As nearly as we can determine from defendant's brief (he has completely disregarded rule 15(a) of the Rules on Appeal), he asserts prejudicial error: (1) in receiving evidence of an accusatory statement which he denied; and (2) the admission in evidence of statements regarding his prior dealings with narcotics. There is no merit in either of these contentions.

[1] The general rule is that accusatory statements which are denied by the defendant are inadmissible as hearsay. [2] However, failure to object to the admission of a hearsay statement, or to move to strike it upon that ground, is a waiver of such objection. (People v. Millum, 42 Cal. 2d 524, 528 [267 P.2d 1039]; People v. Stepp, 82 Cal. App. 2d 49, 51 [185 P.2d 417]; People v. Peterson, 66 Cal. App. 2d 420, 424 [152 P.2d 347].) In the instant case defendant's trial counsel [fn. *] objected to the admission of the accusatory statements on the ground of immateriality. This objection was properly overruled. Counsel did not raise the question that such statements were hearsay. [3] Defendant may not now predicate prejudicial error in the admission of evidence on a ground he did not even suggest to the trial court. (People v. Renek, 105 Cal. App. 2d 277, 283 [233 P.2d 43]; People v. Goff, 100 Cal. App. 2d 166, 172 [223 P.2d 27]; People v. Calliham, 81 Cal. App. 2d 928, 933 [185 P.2d 342].)

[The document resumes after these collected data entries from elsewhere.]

//! Expression parsing.
//!
//! Binary operators are handled by precedence climbing over
//! `BinaryOp::precedence`; everything is left-associative. Below that sit
//! prefix operators, then postfix calls and indexing, then primaries.

use std::sync::Arc;

use lang_ir::{BinaryOp, Block, Expr, ExprKind, FunctionLiteral, Stmt, StmtKind, TokenKind, UnaryOp};
use lang_stack::ensure_sufficient_stack;

use crate::{ParseError, Parser};

/// Map the current token to an infix operator, if it is one.
fn binary_op(kind: &TokenKind) -> Option<BinaryOp> {
    Some(match kind {
        TokenKind::Plus => BinaryOp::Add,
        TokenKind::Minus => BinaryOp::Sub,
        TokenKind::Star => BinaryOp::Mul,
        TokenKind::Slash => BinaryOp::Div,
        TokenKind::Lt => BinaryOp::Lt,
        TokenKind::Gt => BinaryOp::Gt,
        TokenKind::EqEq => BinaryOp::Eq,
        TokenKind::NotEq => BinaryOp::NotEq,
        _ => return None,
    })
}

impl Parser<'_> {
    /// Parse an expression.
    pub(crate) fn parse_expr(&mut self) -> Result<Expr, ParseError> {
        ensure_sufficient_stack(|| self.parse_binary(1))
    }

    fn parse_binary(&mut self, min_precedence: u8) -> Result<Expr, ParseError> {
        let mut left = self.parse_prefix()?;
        while let Some(op) = binary_op(self.current_kind()) {
            let precedence = op.precedence();
            if precedence < min_precedence {
                break;
            }
            self.cursor.advance();
            let right = self.parse_binary(precedence + 1)?;
            let span = left.span.merge(right.span);
            left = Expr::new(
                ExprKind::Infix {
                    op,
                    left: Box::new(left),
                    right: Box::new(right),
                },
                span,
            );
        }
        Ok(left)
    }

    fn parse_prefix(&mut self) -> Result<Expr, ParseError> {
        let op = match self.current_kind() {
            TokenKind::Bang => UnaryOp::Not,
            TokenKind::Minus => UnaryOp::Neg,
            _ => return self.parse_postfix(),
        };
        let start = self.cursor.advance().span;
        let operand = ensure_sufficient_stack(|| self.parse_prefix())?;
        let span = start.merge(operand.span);
        Ok(Expr::new(
            ExprKind::Prefix {
                op,
                operand: Box::new(operand),
            },
            span,
        ))
    }

    /// Calls `f(a, b)` and indexing `xs[i]`, chained left to right.
    fn parse_postfix(&mut self) -> Result<Expr, ParseError> {
        let mut expr = self.parse_primary()?;
        loop {
            if self.eat(&TokenKind::LParen) {
                let args = self.parse_comma_list(&TokenKind::RParen)?;
                let span = expr.span.merge(self.previous_span());
                expr = Expr::new(
                    ExprKind::Call {
                        callee: Box::new(expr),
                        args,
                    },
                    span,
                );
            } else if self.eat(&TokenKind::LBracket) {
                let index = self.parse_expr()?;
                let end = self.expect(&TokenKind::RBracket)?;
                let span = expr.span.merge(end);
                expr = Expr::new(
                    ExprKind::Index {
                        collection: Box::new(expr),
                        index: Box::new(index),
                    },
                    span,
                );
            } else {
                return Ok(expr);
            }
        }
    }

    fn parse_primary(&mut self) -> Result<Expr, ParseError> {
        let token = self.cursor.current();
        let span = token.span;
        let kind = match &token.kind {
            TokenKind::Int(n) => ExprKind::Int(*n),
            TokenKind::Str(s) => ExprKind::Str(s.clone()),
            TokenKind::True => ExprKind::Bool(true),
            TokenKind::False => ExprKind::Bool(false),
            TokenKind::Ident(name) => ExprKind::Ident(name.clone()),
            TokenKind::LParen => {
                self.cursor.advance();
                let inner = self.parse_expr()?;
                let end = self.expect(&TokenKind::RParen)?;
                return Ok(Expr::new(inner.kind, span.merge(end)));
            }
            TokenKind::LBracket => {
                self.cursor.advance();
                let elements = self.parse_comma_list(&TokenKind::RBracket)?;
                return Ok(Expr::new(
                    ExprKind::Array(elements),
                    span.merge(self.previous_span()),
                ));
            }
            TokenKind::Function => return self.parse_function(),
            TokenKind::If => return self.parse_if(),
            other => return Err(ParseError::expected_expression(other.display_name(), span)),
        };
        self.cursor.advance();
        Ok(Expr::new(kind, span))
    }

    /// Comma-separated expressions up to and including `close`.
    /// A trailing comma is accepted.
    fn parse_comma_list(&mut self, close: &TokenKind) -> Result<Vec<Expr>, ParseError> {
        let mut items = Vec::new();
        while !self.check(close) {
            items.push(self.parse_expr()?);
            if !self.eat(&TokenKind::Comma) {
                break;
            }
        }
        self.expect(close)?;
        Ok(items)
    }

    /// `function(a, b) { ... }`
    fn parse_function(&mut self) -> Result<Expr, ParseError> {
        let start = self.expect(&TokenKind::Function)?;
        self.expect(&TokenKind::LParen)?;
        let mut params = Vec::new();
        while !self.check(&TokenKind::RParen) {
            params.push(self.cursor.expect_ident()?);
            if !self.eat(&TokenKind::Comma) {
                break;
            }
        }
        self.expect(&TokenKind::RParen)?;
        let body = self.parse_block()?;
        let span = start.merge(body.span);
        let literal = FunctionLiteral::new(params, body, span);
        Ok(Expr::new(ExprKind::Function(Arc::new(literal)), span))
    }

    /// `if (condition) { ... } else { ... }`
    ///
    /// `else if` is sugar for an `else` block holding a single `if`.
    fn parse_if(&mut self) -> Result<Expr, ParseError> {
        let start = self.expect(&TokenKind::If)?;
        self.expect(&TokenKind::LParen)?;
        let condition = self.parse_expr()?;
        self.expect(&TokenKind::RParen)?;
        let consequence = self.parse_block()?;
        let alternative = if self.eat(&TokenKind::Else) {
            if self.check(&TokenKind::If) {
                let nested = ensure_sufficient_stack(|| self.parse_if())?;
                Some(else_if_block(nested))
            } else {
                Some(self.parse_block()?)
            }
        } else {
            None
        };
        let end = alternative.as_ref().map_or(consequence.span, |b| b.span);
        Ok(Expr::new(
            ExprKind::If {
                condition: Box::new(condition),
                consequence,
                alternative,
            },
            start.merge(end),
        ))
    }
}

fn else_if_block(nested: Expr) -> Block {
    let span = nested.span;
    Block::new(vec![Stmt::new(StmtKind::Expr(nested), span)], span)
}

[4a] It was not error to admit statements of defendant to the investigating officers relative to his previous activities in selling narcotics. [5] "It is well settled that if evidence *760 in a criminal case tends logically, naturally and by reasonable inference to establish any fact material for the People, or to overcome any material matter sought to be proved by the defense, it is admissible whether it embraces the commission of another crime or not and whether it be part of a single design or not." (People v. Coefield, 37 Cal. 2d 865, 869 [236 P.2d 570].) [6] Thus evidence of other acts of a similar nature may be admitted when not too remote, where it tends to show motive, scheme, plan or pattern of conduct, or to show guilty knowledge and intent. (People v. MacArthur, 126 Cal. App. 2d 232, 238 [271 P.2d 914]; People v. Haywood, 131 Cal. App. 2d 259, 262 [280 P.2d 180].) [4b] In this case, defendant denied making the sale in question, hence evidence which tended to show his scheme and plan or pattern of operation in habitually selling narcotics tended to establish a fact material to the case of the prosecution. (People v. Coefield, supra; People v. Torres, 98 Cal. App. 2d 189, 192 [219 P.2d 480].)

The judgment is affirmed.

Moore, P. J., and McComb, J., concurred.

NOTES

[fn. *] *. Defendant has new counsel on appeal.